╭──
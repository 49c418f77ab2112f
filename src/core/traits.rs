use crate::core::{
    config::ExchangeDescriptor,
    errors::ExchangeError,
    types::{
        Balances, Currency, DepositAddress, DepositWithdrawFee, EditOrderRequest, ExchangeStatus,
        FetchParams, FundingRate, LedgerEntry, Market, Ohlcv, Order, OrderBook, OrderRequest,
        Position, Ticker, Trade, Transaction, Transfer, TransferRequest, WithdrawRequest,
    },
};
use async_trait::async_trait;
use std::collections::BTreeMap;

fn not_supported<T>(operation: &str) -> Result<T, ExchangeError> {
    Err(ExchangeError::NotSupported(format!(
        "{} is not supported",
        operation
    )))
}

#[async_trait]
pub trait MarketDataSource: Send + Sync {
    /// Populate the market cache once; `reload` forces a refetch.
    async fn load_markets(&self, reload: bool) -> Result<Vec<Market>, ExchangeError>;

    /// Fetch every market from the exchange without touching the cache.
    async fn fetch_markets(&self) -> Result<Vec<Market>, ExchangeError>;

    async fn fetch_currencies(&self) -> Result<Vec<Currency>, ExchangeError> {
        not_supported("fetch_currencies")
    }

    async fn fetch_ticker(&self, symbol: &str) -> Result<Ticker, ExchangeError>;

    /// Tickers keyed by unified symbol. `None` means all markets.
    async fn fetch_tickers(
        &self,
        _symbols: Option<&[String]>,
    ) -> Result<BTreeMap<String, Ticker>, ExchangeError> {
        not_supported("fetch_tickers")
    }

    async fn fetch_order_book(
        &self,
        symbol: &str,
        limit: Option<usize>,
    ) -> Result<OrderBook, ExchangeError>;

    async fn fetch_trades(&self, symbol: &str, params: FetchParams) -> Result<Vec<Trade>, ExchangeError>;

    async fn fetch_ohlcv(
        &self,
        _symbol: &str,
        _timeframe: &str,
        _params: FetchParams,
    ) -> Result<Vec<Ohlcv>, ExchangeError> {
        not_supported("fetch_ohlcv")
    }

    /// Server time in milliseconds.
    async fn fetch_time(&self) -> Result<i64, ExchangeError> {
        not_supported("fetch_time")
    }

    async fn fetch_status(&self) -> Result<ExchangeStatus, ExchangeError> {
        not_supported("fetch_status")
    }
}

#[async_trait]
pub trait OrderPlacer: Send + Sync {
    async fn create_order(&self, order: OrderRequest) -> Result<Order, ExchangeError>;

    async fn edit_order(&self, _order: EditOrderRequest) -> Result<Order, ExchangeError> {
        not_supported("edit_order")
    }

    async fn cancel_order(&self, id: &str, symbol: Option<&str>) -> Result<Order, ExchangeError>;

    async fn cancel_orders(
        &self,
        _ids: &[String],
        _symbol: Option<&str>,
    ) -> Result<Vec<Order>, ExchangeError> {
        not_supported("cancel_orders")
    }

    async fn cancel_all_orders(&self, _symbol: Option<&str>) -> Result<Vec<Order>, ExchangeError> {
        not_supported("cancel_all_orders")
    }

    /// Dead man's switch: cancel everything after `timeout_ms` unless re-armed.
    async fn cancel_all_orders_after(&self, _timeout_ms: i64) -> Result<serde_json::Value, ExchangeError> {
        not_supported("cancel_all_orders_after")
    }

    async fn fetch_order(&self, id: &str, symbol: Option<&str>) -> Result<Order, ExchangeError>;

    async fn fetch_open_orders(
        &self,
        _symbol: Option<&str>,
        _params: FetchParams,
    ) -> Result<Vec<Order>, ExchangeError> {
        not_supported("fetch_open_orders")
    }

    async fn fetch_closed_orders(
        &self,
        _symbol: Option<&str>,
        _params: FetchParams,
    ) -> Result<Vec<Order>, ExchangeError> {
        not_supported("fetch_closed_orders")
    }

    async fn fetch_my_trades(
        &self,
        _symbol: Option<&str>,
        _params: FetchParams,
    ) -> Result<Vec<Trade>, ExchangeError> {
        not_supported("fetch_my_trades")
    }
}

#[async_trait]
pub trait AccountInfo: Send + Sync {
    async fn fetch_balance(&self) -> Result<Balances, ExchangeError>;

    async fn fetch_deposits(
        &self,
        _code: Option<&str>,
        _params: FetchParams,
    ) -> Result<Vec<Transaction>, ExchangeError> {
        not_supported("fetch_deposits")
    }

    async fn fetch_withdrawals(
        &self,
        _code: Option<&str>,
        _params: FetchParams,
    ) -> Result<Vec<Transaction>, ExchangeError> {
        not_supported("fetch_withdrawals")
    }

    async fn fetch_deposit_address(
        &self,
        _code: &str,
        _network: Option<&str>,
    ) -> Result<DepositAddress, ExchangeError> {
        not_supported("fetch_deposit_address")
    }

    async fn withdraw(&self, _request: WithdrawRequest) -> Result<Transaction, ExchangeError> {
        not_supported("withdraw")
    }

    async fn transfer(&self, _request: TransferRequest) -> Result<Transfer, ExchangeError> {
        not_supported("transfer")
    }

    async fn fetch_ledger(
        &self,
        _code: Option<&str>,
        _params: FetchParams,
    ) -> Result<Vec<LedgerEntry>, ExchangeError> {
        not_supported("fetch_ledger")
    }

    async fn fetch_positions(&self) -> Result<Vec<Position>, ExchangeError> {
        not_supported("fetch_positions")
    }

    async fn fetch_deposit_withdraw_fees(
        &self,
        _codes: Option<&[String]>,
    ) -> Result<BTreeMap<String, DepositWithdrawFee>, ExchangeError> {
        not_supported("fetch_deposit_withdraw_fees")
    }
}

#[async_trait]
pub trait FundingRateSource: Send + Sync {
    async fn fetch_funding_rate(&self, _symbol: &str) -> Result<FundingRate, ExchangeError> {
        not_supported("fetch_funding_rate")
    }

    async fn fetch_funding_rates(
        &self,
        _symbols: Option<&[String]>,
    ) -> Result<BTreeMap<String, FundingRate>, ExchangeError> {
        not_supported("fetch_funding_rates")
    }
}

/// Composite of every capability family plus the static descriptor.
pub trait ExchangeConnector: MarketDataSource + OrderPlacer + AccountInfo + FundingRateSource {
    fn descriptor(&self) -> &ExchangeDescriptor;
}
╰──
> _Exercise prompt_: Take the stretch of lines above from the one containing "async fn fetch_order(&self, id: &str, symbol: Option<&str>)" through the one containing "pub trait AccountInfo: Send" and repeat it exactly, adding no other line.

> _Task output_:
    async fn fetch_order(&self, id: &str, symbol: Option<&str>) -> Result<Order, ExchangeError>;

    async fn fetch_open_orders(
        &self,
        _symbol: Option<&str>,
        _params: FetchParams,
    ) -> Result<Vec<Order>, ExchangeError> {
        not_supported("fetch_open_orders")
    }

    async fn fetch_closed_orders(
        &self,
        _symbol: Option<&str>,
        _params: FetchParams,
    ) -> Result<Vec<Order>, ExchangeError> {
        not_supported("fetch_closed_orders")
    }

    async fn fetch_my_trades(
        &self,
        _symbol: Option<&str>,
        _params: FetchParams,
    ) -> Result<Vec<Trade>, ExchangeError> {
        not_supported("fetch_my_trades")
    }
}

#[async_trait]
pub trait AccountInfo: Send + Sync {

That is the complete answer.